Tout dépend du degré d’implication du pratiquant, ainsi que de ses objectifs. La plupart du temps, lorsqu’on débute l’Aïkido, on ne sait pas dans quoi on met les pieds ! Si vous désirez vous rendre au Japon pour étudier un art martial, il est préférable de connaître auparavant la panoplie de « choses à faire et à ne pas faire », et des notions élémentaires de la langue vous seront d’un grand secours ! La connaissance du shinto peut permettre d’enraciner l’implication d’un élève, et mieux comprendre la densité des arts que nous étudions. Je pense que l’Aïkido est davantage relié au chamanisme, parce que sa portée est universelle. Quant au Katori Shinto Ryu, par exemple son nom est suffisamment clair !

L’étiquette est elle importante pour toi ?

Le rôle de l’étiquette est primordial. Le reigisaho marque clairement la différence entre sport et art martial.
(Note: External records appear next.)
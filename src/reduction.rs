//! One-step rewriting of terms.
//!
//! A step first canonicalises the term, which performs scope extrusion, associativity and the
//! identity laws. It then applies the first rule that fires, in this order:
//! 1. the flattening theorem, to a replicator whose body holds another replicator;
//! 2. direct fusion of two solos at the top level;
//! 3. fusion of a top-level solo with a solo of a copy of a replicator's body;
//! 4. fusion between copies of replicator bodies: one copy each of two replicators, or two solos
//!    of one copy when the fusion needs a binder from outside the replicator;
//! 5. direct fusion inside a replicator's body, which rewrites every copy at once.
//!
//! Within a rule, candidates are tried in the order of the canonical form. This order is one
//! choice among many: the calculus is not confluent, and the engine makes no promise about which
//! redex fires beyond the result being a valid reduct. Compare results with [`crate::alpha_eq`].
use std::collections::BTreeMap;

use tracing::{debug, trace};

use crate::{
    Agent, CanonicalAgent, Name, NameSet, Parity, SigmaBuilder, Solo, Substitution,
    name::mint, sigma::Fusion, utils::Multiset,
};

impl Agent {
    ///Performs a single reduction step and returns the flattened result.
    ///
    ///If no rule applies, the flattened term itself is returned, so a term is a fixpoint when it
    ///is [`crate::alpha_eq`] to its reduct.
    #[must_use]
    pub fn reduce(&self) -> Agent {
        let mut working = self.names();
        let canonical = CanonicalAgent::build(self, &mut working);
        match step(&canonical, &working) {
            Some(reduct) => reduct,
            None => {
                trace!(agent = %canonical, "no redex");
                canonical.into_agent()
            }
        }
    }

    ///Whether [`Agent::reduce`] would rewrite anything.
    #[must_use]
    pub fn is_reducible(&self) -> bool {
        let mut working = self.names();
        let canonical = CanonicalAgent::build(self, &mut working);
        step(&canonical, &working).is_some()
    }
}

fn step(agent: &CanonicalAgent, working: &NameSet) -> Option<Agent> {
    let (rule, reduct) = flatten_nested_replication(agent, working)
        .map(|x| ("flattening", x))
        .or_else(|| direct(agent, working).map(|x| ("direct", x)))
        .or_else(|| outer_inner(agent, working).map(|x| ("outer-inner", x)))
        .or_else(|| inner_inner(agent, working).map(|x| ("inner-inner", x)))
        .or_else(|| within_replicator(agent, working).map(|x| ("within-replicator", x)))?;
    let reduct = reduct.flatten();
    debug!(rule, agent = %agent, reduct = %reduct, "reduced");
    Some(reduct)
}

///`(scope)(solos | !replicators)`
fn rebuild(
    scope: NameSet,
    solos: impl IntoIterator<Item = Solo>,
    replicators: Vec<Agent>,
) -> Agent {
    let mut children: Vec<Agent> = solos.into_iter().map(Agent::Solo).collect();
    children.extend(replicators.into_iter().map(Agent::replication));
    Agent::Scope {
        child: Box::new(Agent::Composition(children)),
        scope,
    }
}

fn replicators_of(agent: &CanonicalAgent) -> Vec<Agent> {
    agent.replicators.iter().map(CanonicalAgent::into_agent).collect()
}

fn without(solos: &Multiset<Solo>, removed: &[&Solo]) -> Multiset<Solo> {
    let mut solos = solos.clone();
    for solo in removed {
        solos.remove(solo);
    }
    solos
}

///Every pair of an input and an output solo that may communicate.
fn communicating<'a>(
    a: &'a Multiset<Solo>,
    b: &'a Multiset<Solo>,
) -> impl Iterator<Item = (&'a Solo, &'a Solo)> {
    a.distinct()
        .flat_map(move |x| b.distinct().map(move |y| (x, y)))
        .filter(|(x, y)| x.complements(y))
}

///Tries to fuse `a` with `b`. Names are minted from a copy of `working`, which replaces it only
///if the fusion exists.
fn fuse(a: &Solo, b: &Solo, bound: &NameSet, working: &mut NameSet) -> Option<Fusion> {
    let mut trial = working.clone();
    let fusion = SigmaBuilder::build(a, b, bound, &mut trial)?;
    *working = trial;
    Some(fusion)
}

///Applies the fusion to `(bound ∪ fresh)(solos | !replicators)`.
fn fire(
    fusion: Fusion,
    mut bound: NameSet,
    solos: impl IntoIterator<Item = Solo>,
    replicators: Vec<Agent>,
) -> Agent {
    bound.extend(fusion.fresh);
    fusion.sigma.apply(&rebuild(bound, solos, replicators))
}

///A copy of a replicator body with its binders renamed apart from `working`.
fn copy_out(body: &CanonicalAgent, working: &mut NameSet) -> (NameSet, Multiset<Solo>) {
    let renaming: BTreeMap<Name, Name> = body
        .scope
        .iter()
        .map(|x| (x.clone(), mint(working, x.as_str())))
        .collect();
    let solos = body
        .solos
        .map(|s| s.rename(|x| renaming.get(x).cloned().unwrap_or_else(|| x.clone())));
    (renaming.into_values().collect(), solos)
}

///`!(x)(P | !Q)` becomes `(u)(!(x)(P | u z) | !(w)(^u w | Q{w/z}))`, where `z` are the free
///names of `Q` and `u` and `w` are fresh.
fn flatten_nested_replication(agent: &CanonicalAgent, working: &NameSet) -> Option<Agent> {
    let (i, outer) = agent
        .replicators
        .iter()
        .enumerate()
        .find(|(_, x)| !x.replicators.is_empty())?;
    let (inner, rest) = outer.replicators.split_first()?;

    let mut working = working.clone();
    let z: Vec<Name> = inner.free_names().into_iter().collect();
    let u = mint(&mut working, "u");
    let w: Vec<Name> = z.iter().map(|_| mint(&mut working, "w")).collect();

    let caller = rebuild(
        outer.scope.clone(),
        outer
            .solos
            .iter()
            .cloned()
            .chain(std::iter::once(Solo::new(u.clone(), z.clone(), Parity::Input))),
        rest.iter().map(CanonicalAgent::into_agent).collect(),
    );
    let alpha = Substitution::alpha(z.iter().cloned().zip(w.iter().cloned()));
    let callee = alpha.apply(&Agent::scope(
        z.iter().cloned(),
        Agent::composition([
            Agent::Solo(Solo::new(u.clone(), z.clone(), Parity::Output)),
            inner.into_agent(),
        ]),
    ));

    let mut replicators = replicators_of(agent);
    replicators[i] = caller;
    replicators.push(callee);

    let mut scope = agent.scope.clone();
    scope.insert(u);
    Some(rebuild(scope, agent.solos.iter().cloned(), replicators))
}

fn direct(agent: &CanonicalAgent, working: &NameSet) -> Option<Agent> {
    let mut working = working.clone();
    let pairs =
        communicating(&agent.solos, &agent.solos).filter(|(a, _)| a.parity == Parity::Input);
    for (a, b) in pairs {
        if let Some(fusion) = fuse(a, b, &agent.scope, &mut working) {
            let rest = without(&agent.solos, &[a, b]);
            return Some(fire(
                fusion,
                agent.scope.clone(),
                rest.iter().cloned(),
                replicators_of(agent),
            ));
        }
        trace!(%a, %b, "not a redex");
    }
    None
}

fn outer_inner(agent: &CanonicalAgent, working: &NameSet) -> Option<Agent> {
    for replicator in &agent.replicators {
        let mut working = working.clone();
        let (copied, copy) = copy_out(replicator, &mut working);
        let bound: NameSet = agent.scope.union(&copied).cloned().collect();

        for (a, b) in communicating(&agent.solos, &copy) {
            if let Some(fusion) = fuse(a, b, &bound, &mut working) {
                let rest = without(&agent.solos, &[a])
                    .iter()
                    .chain(without(&copy, &[b]).iter())
                    .cloned()
                    .collect::<Vec<_>>();
                return Some(fire(fusion, bound, rest, replicators_of(agent)));
            }
            trace!(%a, %b, "not a redex");
        }
    }
    None
}

fn inner_inner(agent: &CanonicalAgent, working: &NameSet) -> Option<Agent> {
    let n = agent.replicators.len();
    for i in 0..n {
        for j in i..n {
            let mut working = working.clone();
            let (own, first) = copy_out(&agent.replicators[i], &mut working);
            let mut bound: NameSet = agent.scope.union(&own).cloned().collect();
            let second = if i == j {
                None
            } else {
                let (copied, second) = copy_out(&agent.replicators[j], &mut working);
                bound.extend(copied);
                Some(second)
            };

            let partner = second.as_ref().unwrap_or(&first);
            for (a, b) in communicating(&first, partner) {
                if second.is_none() {
                    // a redex local to one body is reduced in place by `within_replicator`
                    if a.parity != Parity::Input
                        || SigmaBuilder::build(a, b, &own, &mut working.clone()).is_some()
                    {
                        continue;
                    }
                }
                if let Some(fusion) = fuse(a, b, &bound, &mut working) {
                    let rest: Vec<Solo> = match &second {
                        None => without(&first, &[a, b]).iter().cloned().collect(),
                        Some(second) => without(&first, &[a])
                            .iter()
                            .chain(without(second, &[b]).iter())
                            .cloned()
                            .collect(),
                    };
                    let solos = agent.solos.iter().cloned().chain(rest);
                    return Some(fire(fusion, bound, solos, replicators_of(agent)));
                }
                trace!(%a, %b, "not a redex");
            }
        }
    }
    None
}

fn within_replicator(agent: &CanonicalAgent, working: &NameSet) -> Option<Agent> {
    let mut working = working.clone();
    for (i, body) in agent.replicators.iter().enumerate() {
        let pairs =
            communicating(&body.solos, &body.solos).filter(|(a, _)| a.parity == Parity::Input);
        for (a, b) in pairs {
            if let Some(fusion) = fuse(a, b, &body.scope, &mut working) {
                let rest = without(&body.solos, &[a, b]);
                let reduced = fire(
                    fusion,
                    body.scope.clone(),
                    rest.iter().cloned(),
                    replicators_of(body),
                );
                let mut replicators = replicators_of(agent);
                replicators[i] = reduced;
                return Some(rebuild(
                    agent.scope.clone(),
                    agent.solos.iter().cloned(),
                    replicators,
                ));
            }
            trace!(%a, %b, "not a redex");
        }
    }
    None
}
Quels sont les notions que tu estimes essentielles dans la pratique ?

Humainement : la sincérité, le courage, la persévérance, l’esprit d’ouverture… Martialement : Shisei, l’attitude juste, ma-ai, l’espace-temps, et le kokyu (souffle), kamae, la garde. La courtoisie (Rei) et le respect du/de la partenaire, priment sur le reste.

Que penses-tu des diverses fédérations ?

Leur présence et leur diversité assurent un choix suffisamment large pour satisfaire toutes les différentes sensibilités…Cependant, je privilégierai toujours une organisation de type koryu (les anciennes écoles traditionnelles d’arts martiaux) – un enseignement personnalisé, des relations d’entraide très fortes entre les élèves/professeurs, un « espritde corps », en opposition aux « grand messes », que représentent les stages fréquentés par des centaines de participants. J’ai expérimenté ce premier type d’enseignement à Iwama avec SAITO sensei, et je m’efforce de le reproduire au mieux !

Un mot pour terminer ?

« il ne faut pas avoir peur de marcher sur la queue du tigre – il ne mord pas ! ».